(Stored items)
....

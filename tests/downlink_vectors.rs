//! Downlink vectors for the WT101 encoder.
//!
//! Expected bytes are written as hex strings, the way device documentation
//! and network server consoles show downlinks.

use proptest::prelude::*;

use wt101_codec::settings::{
    ControlMode, FreezeProtection, OpenWindowDetection, TemperatureCalibration,
    ValveControlAlgorithm,
};
use wt101_codec::{encode, ConfigurationRequest, Opcode};

fn hex(bytes: &[u8]) -> String {
    bytes.iter().map(|b| format!("{b:02X}")).collect()
}

fn encode_hex(request: &ConfigurationRequest) -> String {
    hex(&encode(request).expect("request should encode"))
}

#[test]
fn test_trigger_settings() {
    let cases: [(fn(ConfigurationRequest, bool) -> ConfigurationRequest, &str); 5] = [
        (ConfigurationRequest::with_reboot, "FF10FF"),
        (ConfigurationRequest::with_report_status, "FF28FF"),
        (ConfigurationRequest::with_sync_time, "FF3B02"),
        (ConfigurationRequest::with_restore_open_window_detection_status, "FF57FF"),
        (ConfigurationRequest::with_valve_calibration, "FFADFF"),
    ];

    for (set, expected) in cases {
        assert_eq!(encode_hex(&set(ConfigurationRequest::new(), true)), expected);
        assert_eq!(encode_hex(&set(ConfigurationRequest::new(), false)), "");
    }
}

#[test]
fn test_timezone() {
    assert_eq!(encode_hex(&ConfigurationRequest::new().with_timezone(-4.0)), "FF17D8FF");
    assert_eq!(encode_hex(&ConfigurationRequest::new().with_timezone(8.0)), "FF175000");
}

#[test]
fn test_report_interval() {
    assert_eq!(
        encode_hex(&ConfigurationRequest::new().with_report_interval(10.0)),
        "FF8E000A00"
    );
}

#[test]
fn test_temperature_calibration() {
    let request = |c| ConfigurationRequest::new().with_temperature_calibration(c);
    assert_eq!(encode_hex(&request(TemperatureCalibration::enabled(5.0))), "FFAB013200");
    assert_eq!(encode_hex(&request(TemperatureCalibration::enabled(-5.0))), "FFAB01CEFF");
    assert_eq!(encode_hex(&request(TemperatureCalibration::disabled())), "FFAB00");
}

#[test]
fn test_temperature_control() {
    let request = ConfigurationRequest::new().with_temperature_control_enable(true);
    assert_eq!(encode_hex(&request), "FFB301");

    let request = ConfigurationRequest::new().with_temperature_control_mode(ControlMode::from_name("auto"));
    assert_eq!(encode_hex(&request), "FFAE00");

    let request = ConfigurationRequest::new().with_temperature_control_mode(ControlMode::from_name("manual"));
    assert_eq!(encode_hex(&request), "FFAE01");
}

#[test]
fn test_temperature_target() {
    let request = ConfigurationRequest::new().with_temperature_target(10.0, 0.1);
    assert_eq!(encode_hex(&request), "FFB10A0100");

    let request = ConfigurationRequest::new().with_temperature_target(28.0, 5.0);
    assert_eq!(encode_hex(&request), "FFB11C3200");
}

#[test]
fn test_open_window_detection() {
    let request = |d| ConfigurationRequest::new().with_open_window_detection(d);
    assert_eq!(encode_hex(&request(OpenWindowDetection::enabled(2.0, 1.0))), "FFAF01140100");
    assert_eq!(encode_hex(&request(OpenWindowDetection::enabled(10.0, 1440.0))), "FFAF0164A005");
    assert_eq!(encode_hex(&request(OpenWindowDetection::disabled())), "FFAF00000000");
}

#[test]
fn test_valve_settings() {
    assert_eq!(encode_hex(&ConfigurationRequest::new().with_valve_opening(50.0)), "FFB432");

    let request = ConfigurationRequest::new().with_valve_control_algorithm(ValveControlAlgorithm::Rate);
    assert_eq!(encode_hex(&request), "FFAC00");

    let algorithm = ValveControlAlgorithm::from_name("pid").unwrap();
    let request = ConfigurationRequest::new().with_valve_control_algorithm(algorithm);
    assert_eq!(encode_hex(&request), "FFAC01");

    assert!(ValveControlAlgorithm::from_name("bang-bang").unwrap_err().is_range_error());
}

#[test]
fn test_freeze_protection_and_child_lock() {
    let request = ConfigurationRequest::new().with_freeze_protection(FreezeProtection::enabled(5.0));
    assert_eq!(encode_hex(&request), "FFB0013200");

    let request = ConfigurationRequest::new().with_freeze_protection(FreezeProtection::disabled());
    assert_eq!(encode_hex(&request), "FFB0000000");

    assert_eq!(encode_hex(&ConfigurationRequest::new().with_child_lock(true)), "FF2501");
}

#[test]
fn test_multi_key_order_is_fixed() {
    let a = ConfigurationRequest::new().with_reboot(true).with_child_lock(true);
    let b = ConfigurationRequest::new().with_child_lock(true).with_reboot(true);
    assert_eq!(encode_hex(&a), "FF10FFFF2501");
    assert_eq!(encode_hex(&b), "FF10FFFF2501");
}

#[test]
fn test_frames_split_like_a_decoder() {
    let request = ConfigurationRequest::new()
        .with_valve_opening(20.0)
        .with_timezone(1.0)
        .with_sync_time(true);
    let downlink = encode(&request).unwrap();

    // Walk the downlink using fixed per-opcode lengths only
    let mut offset = 0;
    let mut seen = Vec::new();
    while offset < downlink.len() {
        assert_eq!(downlink[offset], 0xFF);
        let opcode = Opcode::from_u8(downlink[offset + 1]).expect("known opcode");
        seen.push(opcode);
        offset += opcode.frame_len();
    }
    assert_eq!(offset, downlink.len());
    assert_eq!(seen, [Opcode::SyncTime, Opcode::Timezone, Opcode::ValveOpening]);
}

#[cfg(feature = "json")]
mod json {
    use super::hex;
    use serde_json::json;
    use wt101_codec::encode_json;

    fn encode_json_hex(value: serde_json::Value) -> String {
        hex(&encode_json(&value).expect("request should encode"))
    }

    #[test]
    fn test_json_vectors() {
        assert_eq!(encode_json_hex(json!({ "reboot": true })), "FF10FF");
        assert_eq!(encode_json_hex(json!({ "timezone": -4 })), "FF17D8FF");
        assert_eq!(encode_json_hex(json!({ "report_interval": 10 })), "FF8E000A00");
        assert_eq!(
            encode_json_hex(json!({ "temperature_calibration": { "enable": true, "temperature": -5 } })),
            "FFAB01CEFF"
        );
        assert_eq!(
            encode_json_hex(json!({ "temperature_calibration": { "enable": false } })),
            "FFAB00"
        );
        assert_eq!(
            encode_json_hex(json!({ "temperature_target": 10, "temperature_error": 0.1 })),
            "FFB10A0100"
        );
        assert_eq!(
            encode_json_hex(json!({ "open_window_detection": { "enable": true, "rate": 2, "time": 1 } })),
            "FFAF01140100"
        );
        assert_eq!(encode_json_hex(json!({ "valve_control_algorithm": "pid" })), "FFAC01");
    }

    #[test]
    fn test_json_disabled_settings_ignore_values() {
        assert_eq!(
            encode_json_hex(json!({ "temperature_calibration": { "enable": false, "temperature": null } })),
            "FFAB00"
        );
        assert_eq!(
            encode_json_hex(json!({ "open_window_detection": { "enable": false, "rate": "fast" } })),
            "FFAF00000000"
        );
        assert_eq!(
            encode_json_hex(json!({ "freeze_protection": { "enable": false, "temperature": "5" } })),
            "FFB0000000"
        );
    }

    #[test]
    fn test_json_temperature_control_sub_keys() {
        assert_eq!(
            encode_json_hex(json!({ "temperature_control": { "enable": true, "mode": "auto" } })),
            "FFB301FFAE00"
        );
        assert_eq!(
            encode_json_hex(json!({ "temperature_control": { "mode": "heat" } })),
            "FFAE01"
        );
        assert_eq!(encode_json_hex(json!({ "temperature_control": {} })), "");
    }

    #[test]
    fn test_json_key_order_is_irrelevant() {
        assert_eq!(
            encode_json_hex(json!({ "child_lock": true, "reboot": true })),
            "FF10FFFF2501"
        );
    }

    #[test]
    fn test_json_errors() {
        let err = encode_json(&json!({ "timezone": 13 })).unwrap_err();
        assert_eq!(err.to_string(), "timezone must be between -12 and 12");

        let err = encode_json(&json!({ "reboot": 1 })).unwrap_err();
        assert_eq!(err.to_string(), "reboot must be a boolean");

        let err = encode_json(&json!({ "valve_control_algorithm": "bang-bang" })).unwrap_err();
        assert_eq!(err.to_string(), "valve_control_algorithm must be one of rate, pid");

        let err = encode_json(&json!({ "temperature_calibration": { "enable": true } })).unwrap_err();
        assert_eq!(err.field(), Some("temperature_calibration.temperature"));

        let err = encode_json(&json!({ "temperature_target": 21 })).unwrap_err();
        assert_eq!(err.field(), Some("temperature_error"));
    }

    #[test]
    fn test_json_does_not_mutate_input() {
        let value = json!({ "timezone": 8, "child_lock": false });
        let before = value.clone();
        let first = encode_json(&value).unwrap();
        let second = encode_json(&value).unwrap();
        assert_eq!(first, second);
        assert_eq!(value, before);
    }
}

// ── Property tests ──────────────────────────────────────────

fn decode_i16_le(bytes: &[u8]) -> i16 {
    i16::from_le_bytes([bytes[0], bytes[1]])
}

proptest! {
    #[test]
    fn timezone_round_trips(hours in -12i32..=12) {
        let request = ConfigurationRequest::new().with_timezone(f64::from(hours));
        let downlink = encode(&request).unwrap();
        prop_assert_eq!(i32::from(decode_i16_le(&downlink[2..4])) / 10, hours);
        prop_assert_eq!(i32::from(decode_i16_le(&downlink[2..4])) % 10, 0);
    }

    #[test]
    fn calibration_round_trips(celsius in -3276i32..=3276) {
        let request = ConfigurationRequest::new()
            .with_temperature_calibration(TemperatureCalibration::enabled(f64::from(celsius)));
        let downlink = encode(&request).unwrap();
        prop_assert_eq!(f64::from(decode_i16_le(&downlink[3..5])) / 10.0, f64::from(celsius));
    }

    #[test]
    fn freeze_protection_round_trips(celsius in -3276i32..=3276) {
        let request = ConfigurationRequest::new()
            .with_freeze_protection(FreezeProtection::enabled(f64::from(celsius)));
        let downlink = encode(&request).unwrap();
        prop_assert_eq!(f64::from(decode_i16_le(&downlink[3..5])) / 10.0, f64::from(celsius));
    }

    #[test]
    fn encoding_is_pure(
        hours in -12i32..=12,
        minutes in 1i32..=1440,
        percent in 0i32..=100,
        reboot in any::<bool>(),
        lock in any::<bool>(),
    ) {
        let request = ConfigurationRequest::new()
            .with_timezone(f64::from(hours))
            .with_report_interval(f64::from(minutes))
            .with_valve_opening(f64::from(percent))
            .with_reboot(reboot)
            .with_child_lock(lock);
        let snapshot = request.clone();

        let first = encode(&request).unwrap();
        let second = encode(&request).unwrap();
        prop_assert_eq!(&first, &second);
        prop_assert_eq!(&request, &snapshot);
    }

    #[test]
    fn downlink_is_concatenation_of_single_settings(
        hours in -12i32..=12,
        percent in 0i32..=100,
        lock in any::<bool>(),
    ) {
        let tz = ConfigurationRequest::new().with_timezone(f64::from(hours));
        let valve = ConfigurationRequest::new().with_valve_opening(f64::from(percent));
        let child = ConfigurationRequest::new().with_child_lock(lock);
        let combined = ConfigurationRequest::new()
            .with_child_lock(lock)
            .with_valve_opening(f64::from(percent))
            .with_timezone(f64::from(hours));

        let expected = [encode_hex(&tz), encode_hex(&valve), encode_hex(&child)].concat();
        prop_assert_eq!(encode_hex(&combined), expected);
    }

    #[test]
    fn out_of_range_timezone_fails(hours in prop_oneof![-1000.0f64..-12.01, 12.01f64..1000.0]) {
        let request = ConfigurationRequest::new().with_timezone(hours);
        prop_assert!(encode(&request).unwrap_err().is_range_error());
    }
}
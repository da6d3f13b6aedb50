//! Unified logging macro for the encoder
//!
//! Selects the backend from the active feature flags:
//!
//! - `log` - Uses the `log` crate (host-side network servers, integrations)
//! - `defmt` - Uses `defmt::` (firmware builds)
//! - neither - Compiles to nothing; arguments are still type-checked
//!
//! # Usage
//!
//! ```rust,ignore
//! codec_log!(debug, "Encoded {} frames", count);
//! codec_log!(trace, "Frame {} ({} bytes)", opcode, len);
//! codec_log!(warn, "Unknown mode treated as manual");
//! ```

#[cfg(feature = "log")]
macro_rules! codec_log {
    (info, $($arg:tt)*) => { log::info!($($arg)*) };
    (debug, $($arg:tt)*) => { log::debug!($($arg)*) };
    (warn, $($arg:tt)*) => { log::warn!($($arg)*) };
    (error, $($arg:tt)*) => { log::error!($($arg)*) };
    (trace, $($arg:tt)*) => { log::trace!($($arg)*) };
}

#[cfg(all(feature = "defmt", not(feature = "log")))]
macro_rules! codec_log {
    (info, $($arg:tt)*) => { defmt::info!($($arg)*) };
    (debug, $($arg:tt)*) => { defmt::debug!($($arg)*) };
    (warn, $($arg:tt)*) => { defmt::warn!($($arg)*) };
    (error, $($arg:tt)*) => { defmt::error!($($arg)*) };
    (trace, $($arg:tt)*) => { defmt::trace!($($arg)*) };
}

#[cfg(not(any(feature = "log", feature = "defmt")))]
macro_rules! codec_log {
    ($level:ident, $($arg:tt)*) => {{
        let _ = ::core::format_args!($($arg)*);
    }};
}
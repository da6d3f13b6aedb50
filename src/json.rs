//! Building requests from dynamic JSON mappings.
//!
//! Network servers hand the encoder an untyped object such as
//! `{"timezone": 8, "temperature_control": {"mode": "auto"}}`. This module
//! checks each recognised key's shape and produces a [`ConfigurationRequest`].
//!
//! - A key is present when it exists in the mapping, whatever its value.
//!   `null` counts as present and fails the type check.
//! - Value sub-fields of a disabled setting (`temperature`, `rate`, `time`)
//!   are not read, so any value there is accepted.
//! - Unrecognised keys are ignored.
//! - Type errors name the dotted field path (`temperature_calibration.enable`).

use serde_json::{Map, Value};

use crate::error::{EncodeError, Result, ValueKind};
use crate::request::ConfigurationRequest;
use crate::settings::{
    ControlMode, FreezeProtection, OpenWindowDetection, TemperatureCalibration, TemperatureControl,
    ValveControlAlgorithm,
};

type Object = Map<String, Value>;

fn object<'a>(value: &'a Value, field: &'static str) -> Result<&'a Object> {
    value
        .as_object()
        .ok_or_else(|| EncodeError::type_mismatch(field, ValueKind::Object))
}

fn boolean(map: &Object, key: &str, field: &'static str) -> Result<Option<bool>> {
    map.get(key)
        .map(|value| {
            value
                .as_bool()
                .ok_or_else(|| EncodeError::type_mismatch(field, ValueKind::Boolean))
        })
        .transpose()
}

fn required_boolean(map: &Object, key: &str, field: &'static str) -> Result<bool> {
    boolean(map, key, field)?.ok_or_else(|| EncodeError::missing_field(field, ValueKind::Boolean))
}

fn number(map: &Object, key: &str, field: &'static str) -> Result<Option<f64>> {
    map.get(key)
        .map(|value| {
            value
                .as_f64()
                .ok_or_else(|| EncodeError::type_mismatch(field, ValueKind::Number))
        })
        .transpose()
}

/// Sub-field of a toggled setting. It only matters when the setting is
/// enabled, so a disabled setting skips the check and reads as `None`.
fn enabled_number(map: &Object, enable: bool, key: &str, field: &'static str) -> Result<Option<f64>> {
    if enable {
        number(map, key, field)
    } else {
        Ok(None)
    }
}

fn string<'a>(map: &'a Object, key: &str, field: &'static str) -> Result<Option<&'a str>> {
    map.get(key)
        .map(|value| {
            value
                .as_str()
                .ok_or_else(|| EncodeError::type_mismatch(field, ValueKind::String))
        })
        .transpose()
}

fn nested<T>(
    map: &Object,
    key: &'static str,
    parse: impl FnOnce(&Object) -> Result<T>,
) -> Result<Option<T>> {
    map.get(key).map(|value| parse(object(value, key)?)).transpose()
}

fn temperature_calibration(map: &Object) -> Result<TemperatureCalibration> {
    let enable = required_boolean(map, "enable", "temperature_calibration.enable")?;
    Ok(TemperatureCalibration {
        enable,
        temperature: enabled_number(map, enable, "temperature", "temperature_calibration.temperature")?,
    })
}

fn temperature_control(map: &Object) -> Result<TemperatureControl> {
    Ok(TemperatureControl {
        enable: boolean(map, "enable", "temperature_control.enable")?,
        mode: string(map, "mode", "temperature_control.mode")?.map(ControlMode::from_name),
    })
}

fn open_window_detection(map: &Object) -> Result<OpenWindowDetection> {
    let enable = required_boolean(map, "enable", "open_window_detection.enable")?;
    Ok(OpenWindowDetection {
        enable,
        rate: enabled_number(map, enable, "rate", "open_window_detection.rate")?,
        time: enabled_number(map, enable, "time", "open_window_detection.time")?,
    })
}

fn freeze_protection(map: &Object) -> Result<FreezeProtection> {
    let enable = required_boolean(map, "enable", "freeze_protection.enable")?;
    Ok(FreezeProtection {
        enable,
        temperature: enabled_number(map, enable, "temperature", "freeze_protection.temperature")?,
    })
}

impl ConfigurationRequest {
    /// Build a request from a JSON object, checking every recognised key's type.
    ///
    /// # Example
    ///
    /// ```rust
    /// use wt101_codec::ConfigurationRequest;
    ///
    /// let value = serde_json::json!({ "timezone": -4, "unknown_key": "ignored" });
    /// let request = ConfigurationRequest::from_json_value(&value)?;
    /// assert_eq!(request.timezone, Some(-4.0));
    /// # Ok::<(), wt101_codec::EncodeError>(())
    /// ```
    pub fn from_json_value(value: &Value) -> Result<Self> {
        let root = object(value, "request")?;

        let temperature_target = number(root, "temperature_target", "temperature_target")?;
        // The tolerance only travels with a target
        let temperature_error = if temperature_target.is_some() {
            number(root, "temperature_error", "temperature_error")?
        } else {
            None
        };

        Ok(Self {
            reboot: boolean(root, "reboot", "reboot")?,
            report_status: boolean(root, "report_status", "report_status")?,
            sync_time: boolean(root, "sync_time", "sync_time")?,
            report_interval: number(root, "report_interval", "report_interval")?,
            timezone: number(root, "timezone", "timezone")?,
            temperature_calibration: nested(root, "temperature_calibration", temperature_calibration)?,
            temperature_control: nested(root, "temperature_control", temperature_control)?,
            temperature_target,
            temperature_error,
            open_window_detection: nested(root, "open_window_detection", open_window_detection)?,
            restore_open_window_detection_status: boolean(
                root,
                "restore_open_window_detection_status",
                "restore_open_window_detection_status",
            )?,
            valve_opening: number(root, "valve_opening", "valve_opening")?,
            valve_calibration: boolean(root, "valve_calibration", "valve_calibration")?,
            valve_control_algorithm: string(root, "valve_control_algorithm", "valve_control_algorithm")?
                .map(ValveControlAlgorithm::from_name)
                .transpose()?,
            freeze_protection: nested(root, "freeze_protection", freeze_protection)?,
            child_lock: boolean(root, "child_lock", "child_lock")?,
        })
    }
}

impl TryFrom<&Value> for ConfigurationRequest {
    type Error = EncodeError;

    fn try_from(value: &Value) -> Result<Self> {
        Self::from_json_value(value)
    }
}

....

Search the entries for the string "only" and copy each line where it occurs.

    // Walk the downlink using fixed per-opcode lengths only
/// Sub-field of a toggled setting. It only matters when the setting is
        // The tolerance only travels with a target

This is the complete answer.